[Task instructions] Go line by line through the data below, counting each one that has "UNAUTHORIZED", and give the final count only.

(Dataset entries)
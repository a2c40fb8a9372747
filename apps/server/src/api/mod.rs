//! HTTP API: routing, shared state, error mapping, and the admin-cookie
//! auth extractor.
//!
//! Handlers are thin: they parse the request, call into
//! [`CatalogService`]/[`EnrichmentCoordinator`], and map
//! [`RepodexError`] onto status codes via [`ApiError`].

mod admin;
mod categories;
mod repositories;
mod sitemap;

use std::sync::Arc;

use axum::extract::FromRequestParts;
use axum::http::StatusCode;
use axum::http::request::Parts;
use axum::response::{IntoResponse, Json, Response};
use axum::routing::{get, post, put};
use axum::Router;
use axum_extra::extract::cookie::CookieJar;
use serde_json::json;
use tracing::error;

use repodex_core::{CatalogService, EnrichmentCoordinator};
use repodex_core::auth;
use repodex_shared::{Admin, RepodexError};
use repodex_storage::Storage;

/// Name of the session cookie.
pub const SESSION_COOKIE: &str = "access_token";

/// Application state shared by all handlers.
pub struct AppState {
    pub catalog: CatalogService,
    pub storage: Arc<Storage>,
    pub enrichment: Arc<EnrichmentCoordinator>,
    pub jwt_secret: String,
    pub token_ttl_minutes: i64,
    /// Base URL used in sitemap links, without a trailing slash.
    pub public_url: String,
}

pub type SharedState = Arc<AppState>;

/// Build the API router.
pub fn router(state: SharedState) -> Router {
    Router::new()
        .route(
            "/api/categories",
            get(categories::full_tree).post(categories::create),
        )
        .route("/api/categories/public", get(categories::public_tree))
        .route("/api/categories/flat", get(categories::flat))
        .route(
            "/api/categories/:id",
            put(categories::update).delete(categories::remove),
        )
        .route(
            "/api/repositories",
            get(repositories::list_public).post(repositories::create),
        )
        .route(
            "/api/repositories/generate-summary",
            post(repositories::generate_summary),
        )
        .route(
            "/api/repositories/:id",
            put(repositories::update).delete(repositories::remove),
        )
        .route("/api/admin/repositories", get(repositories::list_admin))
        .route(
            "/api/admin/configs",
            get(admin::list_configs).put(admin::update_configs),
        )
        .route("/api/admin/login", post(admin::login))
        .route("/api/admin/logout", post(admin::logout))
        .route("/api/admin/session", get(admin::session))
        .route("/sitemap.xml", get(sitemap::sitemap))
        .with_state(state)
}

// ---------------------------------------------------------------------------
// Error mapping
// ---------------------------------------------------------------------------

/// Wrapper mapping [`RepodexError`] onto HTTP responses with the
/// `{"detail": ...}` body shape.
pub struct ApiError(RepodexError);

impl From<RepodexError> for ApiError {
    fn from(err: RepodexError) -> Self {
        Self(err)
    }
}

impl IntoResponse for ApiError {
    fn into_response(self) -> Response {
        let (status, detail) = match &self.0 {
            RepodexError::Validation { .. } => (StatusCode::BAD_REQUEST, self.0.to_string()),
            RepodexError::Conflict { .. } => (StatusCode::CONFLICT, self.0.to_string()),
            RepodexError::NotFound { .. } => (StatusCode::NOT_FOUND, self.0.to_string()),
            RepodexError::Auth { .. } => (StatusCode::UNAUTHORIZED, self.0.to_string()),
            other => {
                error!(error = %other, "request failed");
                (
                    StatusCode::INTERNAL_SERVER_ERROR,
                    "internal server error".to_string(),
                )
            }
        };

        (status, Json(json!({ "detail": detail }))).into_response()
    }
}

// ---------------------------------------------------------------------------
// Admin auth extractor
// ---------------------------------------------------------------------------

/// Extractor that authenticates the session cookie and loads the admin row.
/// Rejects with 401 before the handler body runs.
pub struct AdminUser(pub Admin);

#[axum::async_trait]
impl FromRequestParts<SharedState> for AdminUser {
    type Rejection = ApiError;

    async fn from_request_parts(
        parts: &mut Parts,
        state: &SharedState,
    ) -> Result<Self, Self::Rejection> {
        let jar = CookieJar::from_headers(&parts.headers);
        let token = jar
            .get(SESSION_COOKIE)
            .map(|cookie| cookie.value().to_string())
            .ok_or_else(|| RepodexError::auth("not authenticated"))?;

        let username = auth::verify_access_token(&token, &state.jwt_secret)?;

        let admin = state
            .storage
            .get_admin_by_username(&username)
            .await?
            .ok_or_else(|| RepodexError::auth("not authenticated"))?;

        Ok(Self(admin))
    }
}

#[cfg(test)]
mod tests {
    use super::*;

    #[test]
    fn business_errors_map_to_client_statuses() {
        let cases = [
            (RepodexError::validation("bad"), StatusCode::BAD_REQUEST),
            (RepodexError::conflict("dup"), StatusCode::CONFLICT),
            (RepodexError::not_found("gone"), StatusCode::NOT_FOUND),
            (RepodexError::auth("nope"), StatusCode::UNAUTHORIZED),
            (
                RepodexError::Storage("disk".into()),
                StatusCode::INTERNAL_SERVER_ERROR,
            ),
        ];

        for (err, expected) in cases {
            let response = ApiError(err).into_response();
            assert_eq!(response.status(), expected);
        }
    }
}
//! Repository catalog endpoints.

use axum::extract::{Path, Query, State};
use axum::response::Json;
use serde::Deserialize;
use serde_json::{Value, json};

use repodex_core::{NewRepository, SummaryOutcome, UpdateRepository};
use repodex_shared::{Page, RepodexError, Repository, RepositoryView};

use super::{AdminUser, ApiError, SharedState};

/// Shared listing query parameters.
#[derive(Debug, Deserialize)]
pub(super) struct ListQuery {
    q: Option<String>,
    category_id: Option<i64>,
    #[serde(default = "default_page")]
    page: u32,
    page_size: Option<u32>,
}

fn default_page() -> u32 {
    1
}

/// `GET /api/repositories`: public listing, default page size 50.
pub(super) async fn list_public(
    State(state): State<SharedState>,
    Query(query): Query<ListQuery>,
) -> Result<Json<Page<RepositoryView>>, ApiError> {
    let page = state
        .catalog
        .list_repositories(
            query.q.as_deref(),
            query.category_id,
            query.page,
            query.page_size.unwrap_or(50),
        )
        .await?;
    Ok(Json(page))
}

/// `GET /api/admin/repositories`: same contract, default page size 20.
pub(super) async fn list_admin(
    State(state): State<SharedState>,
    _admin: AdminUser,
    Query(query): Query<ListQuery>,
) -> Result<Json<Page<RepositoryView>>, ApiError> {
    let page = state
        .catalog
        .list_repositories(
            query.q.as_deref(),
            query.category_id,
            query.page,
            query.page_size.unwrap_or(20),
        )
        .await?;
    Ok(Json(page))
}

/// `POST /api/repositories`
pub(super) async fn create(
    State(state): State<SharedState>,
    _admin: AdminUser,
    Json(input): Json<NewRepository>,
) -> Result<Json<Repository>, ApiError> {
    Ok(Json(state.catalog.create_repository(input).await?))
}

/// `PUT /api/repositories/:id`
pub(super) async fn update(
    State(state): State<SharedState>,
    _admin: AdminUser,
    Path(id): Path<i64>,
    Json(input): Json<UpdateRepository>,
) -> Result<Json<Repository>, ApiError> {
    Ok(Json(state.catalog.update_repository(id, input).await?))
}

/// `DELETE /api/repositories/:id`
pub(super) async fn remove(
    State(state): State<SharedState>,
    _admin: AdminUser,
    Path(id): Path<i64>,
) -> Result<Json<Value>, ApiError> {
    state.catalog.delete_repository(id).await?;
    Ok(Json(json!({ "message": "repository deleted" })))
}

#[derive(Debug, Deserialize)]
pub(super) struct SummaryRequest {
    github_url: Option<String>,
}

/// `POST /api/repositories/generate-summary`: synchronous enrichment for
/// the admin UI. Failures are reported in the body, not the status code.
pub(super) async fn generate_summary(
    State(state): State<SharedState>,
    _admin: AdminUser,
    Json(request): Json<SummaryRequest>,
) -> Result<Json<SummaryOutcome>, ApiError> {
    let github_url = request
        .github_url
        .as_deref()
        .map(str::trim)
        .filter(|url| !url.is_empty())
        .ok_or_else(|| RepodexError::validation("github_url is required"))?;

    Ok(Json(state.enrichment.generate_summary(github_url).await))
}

[Result for this exercise] 2